Aired October 11, 2015 - 07:30   ET



[07:31:35] VICTOR BLACKWELL, CNN ANCHOR: Two days until five candidates will stand on this stage in Las Vegas for the first Democratic presidential debate. The clock is winding down. You can see the stage, the arena here in Vegas.

It's the first time that Hillary Clinton will be back on the stage since the 2008 campaign. Her closest rival, Vermont Senator Bernie Sanders, he is no debate novice. For that matter, neither are the other three.

Let's bring in political commentator, Marc Lamont Hill, Democratic pollster Margie Omero.

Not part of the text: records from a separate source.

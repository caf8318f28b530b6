//! Registration-vs-enrollment cardinality check.

use crate::checks::ValidationCheck;
use crate::context::ValidationContext;
use crate::event::Event;
use crate::summary::ImportSummary;

/// Enrollment consistency check.
///
/// For registration programs every event must resolve to exactly one active
/// enrollment of its tracked entity; for non-registration programs at most one
/// active enrollment may exist for the program as a whole. Each failing branch
/// returns immediately with a single-description error summary rather than
/// accumulating further findings, so observable conflict counts stay at one
/// per rejected event.
pub struct EnrollmentCheck;

impl ValidationCheck for EnrollmentCheck {
    fn check(&self, event: &Event, ctx: &ValidationContext) -> ImportSummary {
        let Some(program) = ctx.program(&event.program) else {
            // The loader resolves programs before validation runs; an unknown
            // program here is a broken loader contract, reported rather than
            // panicked on.
            return ImportSummary::error(format!(
                "Event references unknown program: {}",
                event.program
            ))
            .with_reference(&event.uid)
            .increment_ignored();
        };

        if program.registration {
            // A pre-resolved enrollment means the pre-processing stage already
            // guaranteed exactly one match.
            if ctx.enrollment(&event.uid).is_some() {
                return ImportSummary::new();
            }

            let Some(tracked_entity) = ctx.tracked_entity(&event.uid) else {
                return ImportSummary::error(format!(
                    "No tracked entity instance found for event: {}",
                    event.uid
                ))
                .with_reference(&event.uid)
                .increment_ignored();
            };

            let enrollments = ctx
                .enrollment_store()
                .find_active(&tracked_entity.uid, &program.uid);

            if enrollments.is_empty() {
                return ImportSummary::error(format!(
                    "Tracked entity instance: {} is not enrolled in program: {}",
                    tracked_entity.uid, program.uid
                ))
                .with_reference(&event.uid)
                .increment_ignored();
            } else if enrollments.len() > 1 {
                return ImportSummary::error(format!(
                    "Tracked entity instance: {} has multiple active enrollments in program: {}",
                    tracked_entity.uid, program.uid
                ))
                .with_reference(&event.uid)
                .increment_ignored();
            }
        } else {
            let enrollments = ctx.enrollment_store().find_active_for_program(&program.uid);

            if enrollments.len() > 1 {
                return ImportSummary::error(format!(
                    "Multiple active program instances exists for program: {}",
                    program.uid
                ))
                .with_reference(&event.uid)
                .increment_ignored();
            }
        }

        ImportSummary::new()
    }

    fn is_final(&self) -> bool {
        false
    }
}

Good to have you, Marc, Margie.



BLACKWELL: All right. So, you know, there is a lot of waiting for Joe Biden to decide. He likely won't make this debate, that's pretty clear. But what will his role be on that night, Margie?

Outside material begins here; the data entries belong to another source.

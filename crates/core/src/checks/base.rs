//! Field sanity and enrollment-completion checks.

use crate::checks::ValidationCheck;
use crate::context::{EnrollmentStatus, ValidationContext, F_EDIT_EXPIRED};
use crate::dates;
use crate::event::Event;
use crate::summary::{ImportConflict, ImportStatus, ImportSummary};
use chrono::Utc;

/// Temporal and field sanity check, plus the completed-enrollment lock.
///
/// Validates every client-supplied date field against the accepted date
/// grammar and, when the event's enrollment is completed, enforces that only
/// callers holding the [`F_EDIT_EXPIRED`] authority (or requests bound to no
/// user at all) may add events dated after the enrollment's end.
///
/// All failures found are accumulated into one summary; this check never
/// short-circuits internally and is not final, so date-format and
/// completion-lock conflicts can appear together without blocking later
/// checks.
pub struct EventBaseCheck;

impl ValidationCheck for EventBaseCheck {
    fn check(&self, event: &Event, ctx: &ValidationContext) -> ImportSummary {
        let errors = validate(event, ctx);
        if errors.is_empty() {
            return ImportSummary::new();
        }

        let mut summary = ImportSummary::new();
        summary.status = ImportStatus::Error;
        summary.conflicts = errors
            .into_iter()
            .map(|message| ImportConflict::new("Event", message))
            .collect();
        summary.increment_ignored()
    }

    fn is_final(&self) -> bool {
        false
    }
}

fn validate(event: &Event, ctx: &ValidationContext) -> Vec<String> {
    let mut errors = Vec::new();

    if let Some(due_date) = &event.due_date {
        if !dates::date_is_valid(due_date) {
            errors.push(format!("Invalid event due date: {}", due_date));
        }
    }

    if let Some(event_date) = &event.event_date {
        if !dates::date_is_valid(event_date) {
            errors.push(format!("Invalid event date: {}", event_date));
        }
    }

    if let Some(created_at_client) = &event.created_at_client {
        if !dates::date_is_valid(created_at_client) {
            errors.push(format!(
                "Invalid event created at client date: {}",
                created_at_client
            ));
        }
    }

    if let Some(last_updated_at_client) = &event.last_updated_at_client {
        if !dates::date_is_valid(last_updated_at_client) {
            errors.push(format!(
                "Invalid event last updated at client date: {}",
                last_updated_at_client
            ));
        }
    }

    // Completion lock. The loader contract guarantees a pre-resolved
    // enrollment for every event handed to this check; without one the lock
    // has nothing to apply to.
    let Some(enrollment) = ctx.enrollment(&event.uid) else {
        return errors;
    };

    if enrollment.status == EnrollmentStatus::Completed {
        match &ctx.import_options().user {
            None => return errors,
            Some(user) if user.is_authorized(F_EDIT_EXPIRED) => return errors,
            Some(_) => {}
        }

        let reference_date = event
            .created
            .as_deref()
            .and_then(dates::parse_date)
            .unwrap_or_else(|| Utc::now().naive_utc());

        if let Some(end_date) = enrollment.end_date {
            let reference_day = dates::truncate_to_day(reference_date);
            let end_day = dates::truncate_to_day(end_date);

            if reference_day > end_day {
                errors.push(format!(
                    "Not possible to add event to a completed enrollment. Event created date ( {} ) is after enrollment completed date ( {} ).",
                    reference_day, end_day
                ));
            }
        }
    }

    errors
}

OMERO: Well, I think he is going to be a candidate that some voters may be thinking about. I think, ultimately, people will be focused on the candidates that are on stage and hearing what they have to say, learning a little bit more about Bernie Sanders, seeing how Sanders and Clinton interact. You may have some voters thinking about what they want to see should Joe Biden get in the race down the road. But I think this is exciting because it's the first debate and that's what people are going to be looking at.

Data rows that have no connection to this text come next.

//! Ordered validation pipeline.
//!
//! The pipeline holds a caller-defined, ordered list of checks and runs each
//! incoming event through them, merging conflict-bearing results into one
//! aggregate summary per event. A failing check marked final stops the run
//! for that event; a failing non-final check is recorded and the pipeline
//! moves on. Field and date checks should generally precede consistency
//! checks so malformed-input diagnostics survive even when enrollment
//! resolution later fails.
//!
//! Validation holds no per-event state and only reads the shared, immutable
//! [`ValidationContext`], so a batch can be split across a bounded set of
//! worker threads with no coordination beyond building the context first.

use crate::checks::{EnrollmentCheck, EventBaseCheck, ValidationCheck};
use crate::context::ValidationContext;
use crate::event::Event;
use crate::summary::{ImportStatus, ImportSummary};
use std::thread;

/// Runs one event through an ordered list of checks.
pub struct ValidationPipeline {
    checks: Vec<Box<dyn ValidationCheck>>,
}

impl ValidationPipeline {
    /// Builds a pipeline over the given checks; order is significant and
    /// preserved.
    pub fn new(checks: Vec<Box<dyn ValidationCheck>>) -> Self {
        Self { checks }
    }

    /// The shipped check list: field/date sanity first, then enrollment
    /// consistency.
    pub fn standard() -> Self {
        Self::new(vec![Box::new(EventBaseCheck), Box::new(EnrollmentCheck)])
    }

    /// Validates one event, returning the aggregate summary.
    ///
    /// Conflicts accumulate across checks; `ERROR` dominates the merged
    /// status, `WARNING` dominates `SUCCESS`. The first failure description
    /// encountered is kept. Ignored counters add up, one increment per
    /// failing check.
    pub fn validate(&self, event: &Event, ctx: &ValidationContext) -> ImportSummary {
        let mut aggregate = ImportSummary::new().with_reference(&event.uid);

        for check in &self.checks {
            let summary = check.check(event, ctx);

            if summary.is_error() || summary.has_conflicts() {
                aggregate.conflicts.extend(summary.conflicts);
                aggregate.import_count.merge(&summary.import_count);
                if aggregate.description.is_none() {
                    aggregate.description = summary.description;
                }
                match summary.status {
                    ImportStatus::Error => aggregate.status = ImportStatus::Error,
                    ImportStatus::Warning if aggregate.status == ImportStatus::Success => {
                        aggregate.status = ImportStatus::Warning;
                    }
                    _ => {}
                }

                if check.is_final() {
                    tracing::debug!(
                        event = %event.uid,
                        "final check failed, halting validation for event"
                    );
                    break;
                }
            }
        }

        aggregate
    }

    /// Validates a batch of events sequentially. Results are per-event
    /// independent and returned in input order.
    pub fn validate_batch(&self, events: &[Event], ctx: &ValidationContext) -> Vec<ImportSummary> {
        events.iter().map(|event| self.validate(event, ctx)).collect()
    }

    /// Validates a batch of events across at most `workers` threads.
    ///
    /// Events are split into contiguous chunks, one per worker, so the store
    /// never sees more than `workers` concurrent fallthrough lookups. Results
    /// are returned in input order and are identical to a sequential run:
    /// validation never mutates shared state.
    pub fn validate_batch_parallel(
        &self,
        events: &[Event],
        ctx: &ValidationContext,
        workers: usize,
    ) -> Vec<ImportSummary> {
        let workers = workers.max(1).min(events.len());
        if workers <= 1 {
            return self.validate_batch(events, ctx);
        }

        let chunk_size = events.len().div_ceil(workers);

        thread::scope(|scope| {
            let handles: Vec<_> = events
                .chunks(chunk_size)
                .map(|chunk| {
                    scope.spawn(move || {
                        chunk
                            .iter()
                            .map(|event| self.validate(event, ctx))
                            .collect::<Vec<_>>()
                    })
                })
                .collect();

            let mut summaries = Vec::with_capacity(events.len());
            for handle in handles {
                match handle.join() {
                    Ok(chunk_summaries) => summaries.extend(chunk_summaries),
                    Err(payload) => std::panic::resume_unwind(payload),
                }
            }
            summaries
        })
    }
}

impl Default for ValidationPipeline {
    fn default() -> Self {
        Self::standard()
    }
}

BLACKWELL: All right. We got the latest numbers from the Fairleigh Dickinson University. Clinton has a wide lead over Bernie Sanders. Marc, we're going to put this up. You see 22 points, Biden who is included in this at 17 percent, and O'Malley there at 1 percent.

Hillary Clinton, I think back to that exchange she had back in 2007 over drivers licenses for undocumented workers in New York, she got kind of fumbled there. Recently with this TPP, the trade pact, she was before -- before she was against it, she's got a couple of pitfalls she needs to avoid as well.

HILL: Absolutely. But I think she has done a lot of the work to address that before the debates. You know, she has gone in the last two weeks, saying and to interview saying, look, I made different decisions. I got better information.

She positioned herself as a thoughtful leader, rather than somebody who was for something before they were against it or against something before they were for it. I think that was very wise of Hillary Clinton, because people are going to come to her for the gay marriage stuff, for TPP, for a range of issues, where she has to position herself, and I think she's done that.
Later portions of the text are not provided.